Set down all the lines below, each one exactly as shown.

[[ Input for this task open ]]

//! Repeat-key counting
//!
//! Counts consecutive presses of one key. Each Up re-arms the window timer;
//! a Down inside the window holds it off. Reaching the configured count
//! launches the ability and cancels the press downstream. When the window
//! expires without a launch, the presses that were swallowed while waiting
//! are replayed downstream as Down/Up pairs.

use tracing::{debug, info, warn};

use crate::dispatch::{Ability, LaunchSource};
use crate::engine::EngineContext;
use crate::input::events::{KeyAction, KeyCode, KeyEvent, KeyItem, Timestamp};
use crate::timer::{TimerId, TimerTarget};

/// Key that launches an ability when pressed `times` times in a row
#[derive(Debug, Clone, PartialEq, Eq)]
pub struct RepeatKey {
    pub key_code: KeyCode,
    pub times: u32,
    /// Window between a release and the next press (ms)
    pub window_ms: u64,
    pub status_config: Option<String>,
    pub enabled: bool,
    pub ability: Ability,
}

impl RepeatKey {
    pub fn new(key_code: KeyCode, times: u32, window_ms: u64, ability: Ability) -> Self {
        Self {
            key_code,
            times,
            window_ms,
            status_config: None,
            enabled: true,
            ability,
        }
    }

    pub fn with_status_config(mut self, key: impl Into<String>) -> Self {
        self.status_config = Some(key.into());
        self
    }
}

/// Rolling press counter shared by every repeat key
#[derive(Debug, Default)]
pub struct RepeatKeyTracker {
    keys: Vec<RepeatKey>,
    max_count: u32,
    /// Window of the first configured key, shared by all of them
    window_ms: u64,
    count: u32,
    current_key: Option<KeyCode>,
    down_start: bool,
    last_up_time: Option<Timestamp>,
    launch_count: u32,
    timer: Option<TimerId>,
    key_cancelled: bool,
    launches: u64,
    replayed: u64,
}

impl RepeatKeyTracker {
    pub fn new(keys: Vec<RepeatKey>) -> Self {
        let max_count = keys.iter().map(|key| key.times).max().unwrap_or(0);
        let window_ms = keys.first().map_or(0, |key| key.window_ms);
        Self {
            keys,
            max_count,
            window_ms,
            ..Self::default()
        }
    }

    pub fn keys(&self) -> &[RepeatKey] {
        &self.keys
    }

    pub fn is_empty(&self) -> bool {
        self.keys.is_empty()
    }

    pub fn count(&self) -> u32 {
        self.count
    }

    /// Whether a press of a repeat key is in progress
    pub fn is_down_start(&self) -> bool {
        self.down_start
    }

    pub fn launches(&self) -> u64 {
        self.launches
    }

    /// Presses replayed downstream after a window expired
    pub fn replayed(&self) -> u64 {
        self.replayed
    }

    /// Consume the "repeat key was cancelled" flag raised by the last event
    pub fn take_key_cancelled(&mut self) -> bool {
        std::mem::take(&mut self.key_cancelled)
    }

    /// Abandon the current count
    pub fn abort(&mut self) {
        self.count = 0;
        self.down_start = false;
    }

    pub fn set_flag(&mut self, key: &str, value: bool) -> usize {
        let mut updated = 0;
        for repeat in self
            .keys
            .iter_mut()
            .filter(|repeat| repeat.status_config.as_deref() == Some(key))
        {
            repeat.enabled = value;
            updated += 1;
        }
        updated
    }

    /// Feed a key event; returns whether the event belongs to a repeat key
    pub fn handle(&mut self, event: &KeyEvent, ctx: &mut EngineContext<'_>) -> bool {
        if self.keys.is_empty() || self.count > self.max_count {
            return false;
        }

        if event.action == KeyAction::Cancel && self.position(event.key_code).is_some() {
            debug!("Repeat key {} cancelled", event.key_code);
            self.key_cancelled = true;
            self.down_start = false;
            return false;
        }

        if self.position(event.key_code).is_some() && !self.count_event(event, ctx) {
            return false;
        }

        let mut waiting = false;
        let mut launched = false;
        for index in 0..self.keys.len() {
            let repeat = &self.keys[index];
            if repeat.key_code != event.key_code {
                continue;
            }
            waiting = true;
            if self.count != repeat.times || !repeat.enabled {
                continue;
            }

            info!("Key {} pressed {} times", repeat.key_code, repeat.times);
            if ctx.launch(&repeat.ability, 0, LaunchSource::RepeatKey) {
                self.launches += 1;
            }
            self.launch_count = self.count;
            self.down_start = false;
            launched = true;
            ctx.forward(event.with_action(KeyAction::Cancel));
        }

        launched || waiting
    }

    /// Window timer fired
    pub fn on_timer(&mut self, id: TimerId, handled_by_sequence: bool, ctx: &mut EngineContext<'_>) {
        if self.timer != Some(id) {
            debug!("Ignoring stale repeat window {}", id);
            return;
        }
        self.timer = None;

        if let (Some(key_code), false) = (self.current_key, handled_by_sequence) {
            let time = self.last_up_time.unwrap_or_default();
            for i in self.launch_count..self.count {
                if i != 0 {
                    ctx.forward(replay_event(key_code, KeyAction::Down, time));
                }
                ctx.forward(replay_event(key_code, KeyAction::Up, time));
                self.replayed += 1;
            }
        }

        self.count = 0;
        self.down_start = false;
        self.launch_count = 0;
    }

    fn position(&self, key_code: KeyCode) -> Option<usize> {
        self.keys.iter().position(|key| key.key_code == key_code)
    }

    /// Update the count for a Down or Up of a repeat key
    fn count_event(&mut self, event: &KeyEvent, ctx: &mut EngineContext<'_>) -> bool {
        match event.action {
            KeyAction::Up => {
                if self.current_key != Some(event.key_code) {
                    self.count = if event.pressed_keys().is_empty() { 1 } else { 0 };
                } else {
                    self.count += 1;
                }
                self.last_up_time = Some(event.action_time);

                if let Some(id) = self.timer.take() {
                    ctx.timers.remove_timer(id);
                }
                match ctx
                    .timers
                    .add_timer(self.window_ms, 1, TimerTarget::RepeatKeyReplay)
                {
                    Ok(id) => self.timer = Some(id),
                    Err(e) => {
                        warn!("Dropping repeat window for key {}: {}", event.key_code, e);
                        return false;
                    }
                }
                self.current_key = Some(event.key_code);
                debug!("Key {} released, count={}", event.key_code, self.count);
                true
            }
            KeyAction::Down => {
                self.current_key = Some(event.key_code);
                self.down_start = true;
                let window_us = (self.window_ms as i64) * 1000;
                if self
                    .last_up_time
                    .is_some_and(|up| event.action_time - up < window_us)
                {
                    if let Some(id) = self.timer.take() {
                        ctx.timers.remove_timer(id);
                    }
                }
                true
            }
            KeyAction::Cancel => false,
        }
    }
}

fn replay_event(key_code: KeyCode, action: KeyAction, action_time: Timestamp) -> KeyEvent {
    KeyEvent::new(key_code, action, action_time).with_item(KeyItem {
        key_code,
        pressed: action == KeyAction::Down,
        down_time: action_time,
    })
}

[[ Input for this task closed ]]

*Your solution*
//! Repeat-key counting
//!
//! Counts consecutive presses of one key. Each Up re-arms the window timer;
//! a Down inside the window holds it off. Reaching the configured count
//! launches the ability and cancels the press downstream. When the window
//! expires without a launch, the presses that were swallowed while waiting
//! are replayed downstream as Down/Up pairs.

use tracing::{debug, info, warn};

use crate::dispatch::{Ability, LaunchSource};
use crate::engine::EngineContext;
use crate::input::events::{KeyAction, KeyCode, KeyEvent, KeyItem, Timestamp};
use crate::timer::{TimerId, TimerTarget};

/// Key that launches an ability when pressed `times` times in a row
#[derive(Debug, Clone, PartialEq, Eq)]
pub struct RepeatKey {
    pub key_code: KeyCode,
    pub times: u32,
    /// Window between a release and the next press (ms)
    pub window_ms: u64,
    pub status_config: Option<String>,
    pub enabled: bool,
    pub ability: Ability,
}

impl RepeatKey {
    pub fn new(key_code: KeyCode, times: u32, window_ms: u64, ability: Ability) -> Self {
        Self {
            key_code,
            times,
            window_ms,
            status_config: None,
            enabled: true,
            ability,
        }
    }

    pub fn with_status_config(mut self, key: impl Into<String>) -> Self {
        self.status_config = Some(key.into());
        self
    }
}

/// Rolling press counter shared by every repeat key
#[derive(Debug, Default)]
pub struct RepeatKeyTracker {
    keys: Vec<RepeatKey>,
    max_count: u32,
    /// Window of the first configured key, shared by all of them
    window_ms: u64,
    count: u32,
    current_key: Option<KeyCode>,
    down_start: bool,
    last_up_time: Option<Timestamp>,
    launch_count: u32,
    timer: Option<TimerId>,
    key_cancelled: bool,
    launches: u64,
    replayed: u64,
}

impl RepeatKeyTracker {
    pub fn new(keys: Vec<RepeatKey>) -> Self {
        let max_count = keys.iter().map(|key| key.times).max().unwrap_or(0);
        let window_ms = keys.first().map_or(0, |key| key.window_ms);
        Self {
            keys,
            max_count,
            window_ms,
            ..Self::default()
        }
    }

    pub fn keys(&self) -> &[RepeatKey] {
        &self.keys
    }

    pub fn is_empty(&self) -> bool {
        self.keys.is_empty()
    }

    pub fn count(&self) -> u32 {
        self.count
    }

    /// Whether a press of a repeat key is in progress
    pub fn is_down_start(&self) -> bool {
        self.down_start
    }

    pub fn launches(&self) -> u64 {
        self.launches
    }

    /// Presses replayed downstream after a window expired
    pub fn replayed(&self) -> u64 {
        self.replayed
    }

    /// Consume the "repeat key was cancelled" flag raised by the last event
    pub fn take_key_cancelled(&mut self) -> bool {
        std::mem::take(&mut self.key_cancelled)
    }

    /// Abandon the current count
    pub fn abort(&mut self) {
        self.count = 0;
        self.down_start = false;
    }

    pub fn set_flag(&mut self, key: &str, value: bool) -> usize {
        let mut updated = 0;
        for repeat in self
            .keys
            .iter_mut()
            .filter(|repeat| repeat.status_config.as_deref() == Some(key))
        {
            repeat.enabled = value;
            updated += 1;
        }
        updated
    }

    /// Feed a key event; returns whether the event belongs to a repeat key
    pub fn handle(&mut self, event: &KeyEvent, ctx: &mut EngineContext<'_>) -> bool {
        if self.keys.is_empty() || self.count > self.max_count {
            return false;
        }

        if event.action == KeyAction::Cancel && self.position(event.key_code).is_some() {
            debug!("Repeat key {} cancelled", event.key_code);
            self.key_cancelled = true;
            self.down_start = false;
            return false;
        }

        if self.position(event.key_code).is_some() && !self.count_event(event, ctx) {
            return false;
        }

        let mut waiting = false;
        let mut launched = false;
        for index in 0..self.keys.len() {
            let repeat = &self.keys[index];
            if repeat.key_code != event.key_code {
                continue;
            }
            waiting = true;
            if self.count != repeat.times || !repeat.enabled {
                continue;
            }

            info!("Key {} pressed {} times", repeat.key_code, repeat.times);
            if ctx.launch(&repeat.ability, 0, LaunchSource::RepeatKey) {
                self.launches += 1;
            }
            self.launch_count = self.count;
            self.down_start = false;
            launched = true;
            ctx.forward(event.with_action(KeyAction::Cancel));
        }

        launched || waiting
    }

    /// Window timer fired
    pub fn on_timer(&mut self, id: TimerId, handled_by_sequence: bool, ctx: &mut EngineContext<'_>) {
        if self.timer != Some(id) {
            debug!("Ignoring stale repeat window {}", id);
            return;
        }
        self.timer = None;

        if let (Some(key_code), false) = (self.current_key, handled_by_sequence) {
            let time = self.last_up_time.unwrap_or_default();
            for i in self.launch_count..self.count {
                if i != 0 {
                    ctx.forward(replay_event(key_code, KeyAction::Down, time));
                }
                ctx.forward(replay_event(key_code, KeyAction::Up, time));
                self.replayed += 1;
            }
        }

        self.count = 0;
        self.down_start = false;
        self.launch_count = 0;
    }

    fn position(&self, key_code: KeyCode) -> Option<usize> {
        self.keys.iter().position(|key| key.key_code == key_code)
    }

    /// Update the count for a Down or Up of a repeat key
    fn count_event(&mut self, event: &KeyEvent, ctx: &mut EngineContext<'_>) -> bool {
        match event.action {
            KeyAction::Up => {
                if self.current_key != Some(event.key_code) {
                    self.count = if event.pressed_keys().is_empty() { 1 } else { 0 };
                } else {
                    self.count += 1;
                }
                self.last_up_time = Some(event.action_time);

                if let Some(id) = self.timer.take() {
                    ctx.timers.remove_timer(id);
                }
                match ctx
                    .timers
                    .add_timer(self.window_ms, 1, TimerTarget::RepeatKeyReplay)
                {
                    Ok(id) => self.timer = Some(id),
                    Err(e) => {
                        warn!("Dropping repeat window for key {}: {}", event.key_code, e);
                        return false;
                    }
                }
                self.current_key = Some(event.key_code);
                debug!("Key {} released, count={}", event.key_code, self.count);
                true
            }
            KeyAction::Down => {
                self.current_key = Some(event.key_code);
                self.down_start = true;
                let window_us = (self.window_ms as i64) * 1000;
                if self
                    .last_up_time
                    .is_some_and(|up| event.action_time - up < window_us)
                {
                    if let Some(id) = self.timer.take() {
                        ctx.timers.remove_timer(id);
                    }
                }
                true
            }
            KeyAction::Cancel => false,
        }
    }
}

fn replay_event(key_code: KeyCode, action: KeyAction, action_time: Timestamp) -> KeyEvent {
    KeyEvent::new(key_code, action, action_time).with_item(KeyItem {
        key_code,
        pressed: action == KeyAction::Down,
        down_time: action_time,
    })
}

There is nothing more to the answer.